Do I start with Barton’s claim that he welcomes appraisal of his work? Barton did not seem welcoming when he called Michael and me academic elitists and allowed without comment his Wallbuilder’s staffer Rick Green to say that his critics were using tactics of Hitler and Alinsky.  All that nastiness aside, his tone has improved for this rebuttal.

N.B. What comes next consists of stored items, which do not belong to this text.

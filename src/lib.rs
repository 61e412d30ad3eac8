//! LedFx realtime engine
//!
//! Captures audio, extracts spectral features, renders an LED effect and
//! streams it to a WLED-compatible controller over UDP.

pub mod audio;
pub mod clock;
pub mod config;
pub mod effects;
pub mod engine;
pub mod protocol;

pub use config::{Backend, Config, ConfigUpdate, EffectKind, Endpoint, Protocol};
pub use engine::{Diagnostics, Engine, EngineError, EngineState, StopReason};

use clap::{CommandFactory, Parser};
use config::ConfigError;
use std::io::BufRead;
use std::path::{Path, PathBuf};
use std::sync::atomic::{AtomicBool, Ordering};
use std::sync::Arc;
use std::thread;
use std::time::{Duration, Instant};
use thiserror::Error;

/// Command-line errors
#[derive(Error, Debug)]
enum CliError {
    #[error(transparent)]
    Config(#[from] ConfigError),

    #[error(transparent)]
    Engine(#[from] EngineError),

    #[error("Failed to list devices: {0}")]
    Devices(#[from] audio::SourceError),
}

/// Drive a WLED strip from live audio
#[derive(Parser, Debug)]
#[command(name = "ledfx", version, about, long_about = None)]
struct Opt {
    /// JSON config file
    #[arg(value_name = "CONFIG", required_unless_present = "list_devices")]
    config: Option<PathBuf>,

    /// Stop after this many seconds instead of waiting for stdin
    #[arg(long, value_name = "SECONDS")]
    seconds: Option<u64>,

    /// Print the available input devices as JSON lines and exit
    #[arg(long)]
    list_devices: bool,
}

/// Flag raised when stdin reaches EOF or a line is entered
fn watch_stdin() -> Arc<AtomicBool> {
    let flag = Arc::new(AtomicBool::new(false));
    let raised = flag.clone();
    let spawned = thread::Builder::new()
        .name("stdin-watch".to_string())
        .spawn(move || {
            let mut line = String::new();
            let _ = std::io::stdin().lock().read_line(&mut line);
            raised.store(true, Ordering::Release);
        });
    if let Err(e) = spawned {
        log::warn!("Cannot watch stdin, stop with Ctrl-C: {}", e);
    }
    flag
}

fn run_engine(config_path: &Path, seconds: Option<u64>) -> Result<(), CliError> {
    let config = Config::load(config_path)?;
    log::info!(
        "Driving {} LEDs at {}:{} with {}",
        config.led_count,
        config.endpoint.host,
        config.endpoint.port,
        config.effect.name()
    );

    let engine = Engine::new();
    let lost = Arc::new(AtomicBool::new(false));
    let lost_flag = lost.clone();
    engine.set_on_stopped(move |reason| {
        log::error!("Engine stopped: {:?}", reason);
        lost_flag.store(true, Ordering::Release);
    });
    engine.start(config)?;

    let quit = watch_stdin();
    let deadline = seconds.map(|s| Instant::now() + Duration::from_secs(s));
    let mut next_report = Instant::now() + Duration::from_secs(1);

    loop {
        if quit.load(Ordering::Acquire) || lost.load(Ordering::Acquire) {
            break;
        }
        let now = Instant::now();
        if deadline.is_some_and(|d| now >= d) {
            break;
        }
        if now >= next_report {
            next_report += Duration::from_secs(1);
            match serde_json::to_string(&engine.diagnostics()) {
                Ok(line) => println!("{}", line),
                Err(e) => log::warn!("Failed to serialise diagnostics: {}", e),
            }
        }
        thread::sleep(Duration::from_millis(50));
    }

    engine.stop();
    if let Ok(line) = serde_json::to_string(&engine.diagnostics()) {
        println!("{}", line);
    }
    Ok(())
}

fn list_devices() -> Result<(), CliError> {
    for device in audio::list_input_devices()? {
        match serde_json::to_string(&device) {
            Ok(line) => println!("{}", line),
            Err(e) => log::warn!("Failed to serialise device: {}", e),
        }
    }
    Ok(())
}

/// Entry point of the `ledfx` binary
pub fn run() {
    env_logger::init();

    let opt = Opt::parse();
    let result = if opt.list_devices {
        list_devices()
    } else if let Some(config_path) = opt.config.as_deref() {
        run_engine(config_path, opt.seconds)
    } else {
        Opt::command()
            .error(
                clap::error::ErrorKind::MissingRequiredArgument,
                "a config file is required",
            )
            .exit()
    };

    if let Err(e) = result {
        eprintln!("ledfx: {}", e);
        std::process::exit(1);
    }
}

#[cfg(test)]
mod tests {
    use super::*;
    use clap::error::ErrorKind;

    #[test]
    fn command_line_is_well_formed() {
        Opt::command().debug_assert();
    }

    #[test]
    fn parses_config_and_seconds() {
        let opt = Opt::try_parse_from(["ledfx", "strip.json", "--seconds", "5"]).unwrap();
        assert_eq!(opt.config, Some(PathBuf::from("strip.json")));
        assert_eq!(opt.seconds, Some(5));
        assert!(!opt.list_devices);
    }

    #[test]
    fn list_devices_needs_no_config() {
        let opt = Opt::try_parse_from(["ledfx", "--list-devices"]).unwrap();
        assert!(opt.list_devices);
        assert_eq!(opt.config, None);
    }

    #[test]
    fn rejects_bad_arguments() {
        let kind = |args: &[&str]| Opt::try_parse_from(args).unwrap_err().kind();
        assert_eq!(kind(&["ledfx"]), ErrorKind::MissingRequiredArgument);
        assert_eq!(kind(&["ledfx", "a.json", "--seconds"]), ErrorKind::InvalidValue);
        assert_eq!(kind(&["ledfx", "a.json", "--seconds", "soon"]), ErrorKind::ValueValidation);
        assert_eq!(kind(&["ledfx", "a.json", "b.json"]), ErrorKind::UnknownArgument);
        assert_eq!(kind(&["ledfx", "a.json", "--verbose"]), ErrorKind::UnknownArgument);
    }
}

One of the clearest impressions I have after the first read is how Barton simplified our critique on most of the points. For instance, on the slavery question, we never said Jefferson could free his slaves at any time during his life with ease. We said there was a window from 1782-1806 when the laws had been relaxed to allow voluntary manumission of slaves. Jefferson indeed did free two slaves during that period. In that section, Barton gives a lot of dates for other slave laws but he gives no quotes from them.  Also, he cites examples (e.g., Coles leaving the state to free his slaves) that were outside of the window we identified. Throughout that section, Barton does not provide dates to place the requirements within context.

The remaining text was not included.